03Echoes of Presence

2025
Exhibition

Peckham Levels
Grant-funded (group exhibition)

Echoes of Presence
examines how memory and gesture inscribe physical space. This grant-funded installation at Peckham Levels in London evolved from research into mark-making and the unconscious traces left by physical interaction. 

Prior to the exhibition, a public workshop invited participants to draw on paper, responding to a set of prompts and focused on the marks they were consciously making. What they could not see was that hidden layers of paint beneath were simultaneously capturing every gesture as they worked, recording the incidental alongside the deliberate. Only at the end were these hidden layers revealed. The exhibition then presented both together: the marks participants knew they were making and the ones they didn't. In doing so, it reframed the workshop as a site of double inscription, asking what it means to leave a trace without knowing.


04Making Room For Grief

2025
Publication

170 x 250 mm
Coptic bound
Making Room for Grief is a hand-bound publication accompanying her MA thesis. It collects essays reflecting on materiality and loss, on how objects hold memory and surfaces carry absence, alongside an inventory of tracings cast from objects in her grandparents' home, each paired with the personal memory attached to it. 
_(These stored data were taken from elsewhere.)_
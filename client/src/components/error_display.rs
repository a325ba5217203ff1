//! Inline error message with an optional retry affordance.

use leptos::prelude::*;

/// Error panel. The retry control renders only when a callback is given;
/// retry policy itself belongs to the caller.
#[component]
pub fn ErrorDisplay(
    #[prop(into)] message: String,
    #[prop(optional)] on_retry: Option<Callback<()>>,
) -> impl IntoView {
    view! {
        <div class="error-display" role="alert">
            <p class="error-display__message">{message}</p>
            <Show when=move || on_retry.is_some()>
                <button
                    class="error-display__retry"
                    on:click=move |_| {
                        if let Some(retry) = on_retry {
                            retry.run(());
                        }
                    }
                >
                    "Try again"
                </button>
            </Show>
        </div>
    }
}
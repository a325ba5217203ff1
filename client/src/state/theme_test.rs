use super::*;

#[test]
fn accent_only_patch_leaves_other_fields_unchanged() {
    let mut theme = Theme::default();
    let before = theme.clone();
    theme.apply_patch(&ThemePatch { accent: Some("#111111".to_owned()), ..ThemePatch::default() });
    assert_eq!(theme.accent, "#111111");
    assert_eq!(theme.primary, before.primary);
    assert_eq!(theme.secondary, before.secondary);
    assert_eq!(theme.font, before.font);
}

#[test]
fn empty_patch_is_a_no_op() {
    let mut theme = Theme::default();
    let before = theme.clone();
    theme.apply_patch(&ThemePatch::default());
    assert_eq!(theme, before);
}

#[test]
fn full_patch_replaces_every_field() {
    let mut theme = Theme::default();
    theme.apply_patch(&ThemePatch {
        primary: Some("#000001".to_owned()),
        secondary: Some("#000002".to_owned()),
        accent: Some("#000003".to_owned()),
        font: Some("serif".to_owned()),
    });
    assert_eq!(theme.primary, "#000001");
    assert_eq!(theme.secondary, "#000002");
    assert_eq!(theme.accent, "#000003");
    assert_eq!(theme.font, "serif");
}

#[test]
fn invalid_values_pass_through_unchanged() {
    // Garbage in, garbage out: the store does not validate tokens.
    let mut theme = Theme::default();
    theme.apply_patch(&ThemePatch { primary: Some("not-a-color".to_owned()), ..ThemePatch::default() });
    assert_eq!(theme.primary, "not-a-color");
}

#[test]
fn patches_compose_with_last_write_winning() {
    let mut theme = Theme::default();
    theme.apply_patch(&ThemePatch { accent: Some("#aaaaaa".to_owned()), ..ThemePatch::default() });
    theme.apply_patch(&ThemePatch { accent: Some("#bbbbbb".to_owned()), ..ThemePatch::default() });
    assert_eq!(theme.accent, "#bbbbbb");
}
The publication functions as a 2D archive, sitting at the intersection of material practice and personal record, moving between research and the deeply personal shifts that shaped the project.


05Levit

2022
Chair

European oak and leather
246 x 292 mm

Designed and fabricated during an exchange semester in Tel Aviv, this chair is a contemporary reinterpretation of mid-century design classics.

This study explores traditional scandinavian archetypes, focusing on the wooden frame and backrest. The under-seat construction creates a floating effect, while the leather backrest wraps around angled legs for a clean, cohesive finish.